When to Use your Immediate Family as Executor or Trustee in Your Estate Plan

by Legacy Plan Jul 20, 2017

woman in court

Summary: In almost any situation, any contested estate that ends up in litigation involves an estate plan where something went wrong. Sometimes, that “something” is a flawed plan. Sometimes, it is the absence of any plan at all. If you look at most estate litigation cases, you will find that the litigation could have been avoided, or the chance of litigation at least reduced, by taking a more pro-active approach and planning more fully and properly for the distribution of one’s estate.

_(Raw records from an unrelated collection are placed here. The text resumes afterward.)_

//! The globe: all application state behind the window.
//!
//! [`Globe`] owns the scene, the running tweens, the texture loader and the
//! transition [`Choreographer`]. The app feeds it window events and calls
//! [`Globe::update`] once per frame; the renderer draws whatever
//! [`Globe::scene`] holds afterwards. Nothing here touches the GPU, so the
//! whole interactive behavior runs headless in tests.

use glam::{Vec2, Vec3};
use hecs::Entity;

use crate::animation::{Easing, Property, Tween, Tweener};
use crate::camera::Camera;
use crate::color::Color;
use crate::config::AppConfig;
use crate::input::drag_color;
use crate::loader::TextureLoader;
use crate::mesh::Transform;
use crate::scene::{
    Choreographer, Cue, Flow, Light, Material, RunId, Scene, Sphere, StageContext,
};

pub struct Globe<L: TextureLoader> {
    config: AppConfig,
    scene: Scene,
    tweens: Tweener<Cue>,
    loader: L,
    choreographer: Choreographer,
    /// The globe drags recolor and triggers shrink.
    primary: Entity,
    dragging: bool,
    viewport: (u32, u32),
    intro_done: bool,
    /// Time of the latest update, in seconds since startup.
    now: f32,
}

impl<L: TextureLoader> Globe<L> {
    /// Build the initial scene and start the entry animation at time zero.
    pub fn new(config: AppConfig, loader: L, width: u32, height: u32) -> Self {
        let camera = Camera::new()
            .at(Vec3::new(0.0, 0.0, config.camera_distance))
            .with_fov(config.fov)
            .with_clip(0.1, 100.0);
        let mut scene = Scene::new(camera);

        let primary = scene.spawn_mesh(
            Sphere::GLOBE,
            Transform::new(),
            Material::colored(Color::SPRING_GREEN).roughness(0.5),
        );
        let point = scene.spawn_light(Light::point(
            Color::WHITE,
            1.25,
            Vec3::new(0.0, 10.0, 10.0),
            100.0,
        ));
        let ambient = scene.spawn_light(Light::ambient(Color::WHITE, 0.5));
        scene.add(primary);
        scene.add(point);
        scene.add(ambient);

        let mut globe = Self {
            choreographer: Choreographer::new(config.serialize_transitions),
            config,
            scene,
            tweens: Tweener::new(),
            loader,
            primary,
            dragging: false,
            viewport: (0, 0),
            intro_done: false,
            now: 0.0,
        };
        globe.resize(width, height);
        globe.start_intro();
        globe
    }

    fn start_intro(&mut self) {
        let intro = Tween::to(self.primary, Property::Scale, Vec3::ONE)
            .from(Vec3::ZERO)
            .duration(self.config.timings.intro)
            .easing(Easing::QuadOut)
            .on_complete(Cue::IntroDone)
            .build();
        match intro {
            Ok(tween) => self.tweens.add(tween, self.scene.world_mut(), self.now),
            Err(e) => {
                log::warn!("Skipping entry animation: {}", e);
                self.intro_done = true;
            }
        }
    }

    /// Track a new viewport size. Zero sizes (minimized windows) are ignored.
    pub fn resize(&mut self, width: u32, height: u32) {
        if width == 0 || height == 0 {
            return;
        }
        self.viewport = (width, height);
        self.scene.camera.set_viewport(width, height);
    }

    pub fn pointer_down(&mut self) {
        self.dragging = true;
    }

    pub fn pointer_up(&mut self) {
        self.dragging = false;
    }

    /// Recolor the primary globe from the pointer position while dragging.
    ///
    /// Each move starts a new color tween. Earlier ones keep running, and the
    /// latest one wins because it is applied last.
    pub fn pointer_moved(&mut self, position: Vec2) {
        if !self.dragging {
            return;
        }
        let (width, height) = self.viewport;
        let color = drag_color(position, width, height);

        let tween = Tween::to(self.primary, Property::Color, color)
            .duration(self.config.timings.drag)
            .build();
        match tween {
            Ok(tween) => self.tweens.add(tween, self.scene.world_mut(), self.now),
            Err(e) => log::warn!("Ignoring drag: {}", e),
        }
    }

    /// Start a scripted transition. Returns `None` when it was ignored.
    pub fn trigger(&mut self, flow: Flow) -> Option<RunId> {
        let (choreographer, mut ctx) = self.stage_context();
        choreographer.trigger(flow, &mut ctx)
    }

    /// Advance everything to `now` (seconds since startup).
    pub fn update(&mut self, now: f32) {
        self.now = now;

        let loaded = self.loader.poll();
        for result in loaded {
            let ticket = result.ticket;
            let (choreographer, mut ctx) = self.stage_context();
            if !choreographer.on_loaded(result, &mut ctx) {
                log::debug!("Discarding texture for {:?}: nothing is waiting for it", ticket);
            }
        }

        let cues = self.tweens.update(now, self.scene.world_mut());
        for cue in cues {
            if cue == Cue::IntroDone {
                log::debug!("Entry animation finished");
                self.intro_done = true;
                continue;
            }
            let (choreographer, mut ctx) = self.stage_context();
            choreographer.on_cue(cue, &mut ctx);
        }

        self.scene.collect_orphans(&mut self.tweens);
        self.choreographer.retire_superseded(&self.scene);
    }

    fn stage_context(&mut self) -> (&mut Choreographer, StageContext<'_>) {
        let Self {
            config,
            scene,
            tweens,
            loader,
            choreographer,
            primary,
            now,
            ..
        } = self;
        (
            choreographer,
            StageContext {
                scene,
                tweens,
                loader,
                config,
                primary,
                now: *now,
            },
        )
    }

    pub fn scene(&self) -> &Scene {
        &self.scene
    }

    pub fn camera_mut(&mut self) -> &mut Camera {
        &mut self.scene.camera
    }

    pub fn primary(&self) -> Entity {
        self.primary
    }

    pub fn is_dragging(&self) -> bool {
        self.dragging
    }

    pub fn viewport(&self) -> (u32, u32) {
        self.viewport
    }

    pub fn intro_done(&self) -> bool {
        self.intro_done
    }

    pub fn choreographer(&self) -> &Choreographer {
        &self.choreographer
    }

    pub fn tweens(&self) -> &Tweener<Cue> {
        &self.tweens
    }

    pub fn config(&self) -> &AppConfig {
        &self.config
    }

    pub fn loader_mut(&mut self) -> &mut L {
        &mut self.loader
    }
}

A recent example of planning gone wrong that led to a family going through the court system was a case from the Tampa, Florida area. Yehezkel and Tami were a couple living in Israel who married in a religious ceremony in that country in 1981. They had a son and a daughter together, then divorced in 1985.

Tami and the kids moved to Florida. Yehezkel remained in Israel, where he met another woman, Mali. By 1990, Yehezkel and Mali were living together, and remained together until Yehezkel’s death in 2013. They had four kids together, ran businesses together and generally held themselves out as husband and wife, even to their friends and family.

There was one (not-so-small) problem: Yehezkel and Mali never went through a religious marriage ceremony. In Israel, the only way to be considered married is to marry in a religious ceremony. Israel has what’s called “reputed spouses” or “Known in Public,” which means that a couple is reputedly known in public as husband-and-wife, though not actually married. This was what Yehezkel and Mali’s relationship was.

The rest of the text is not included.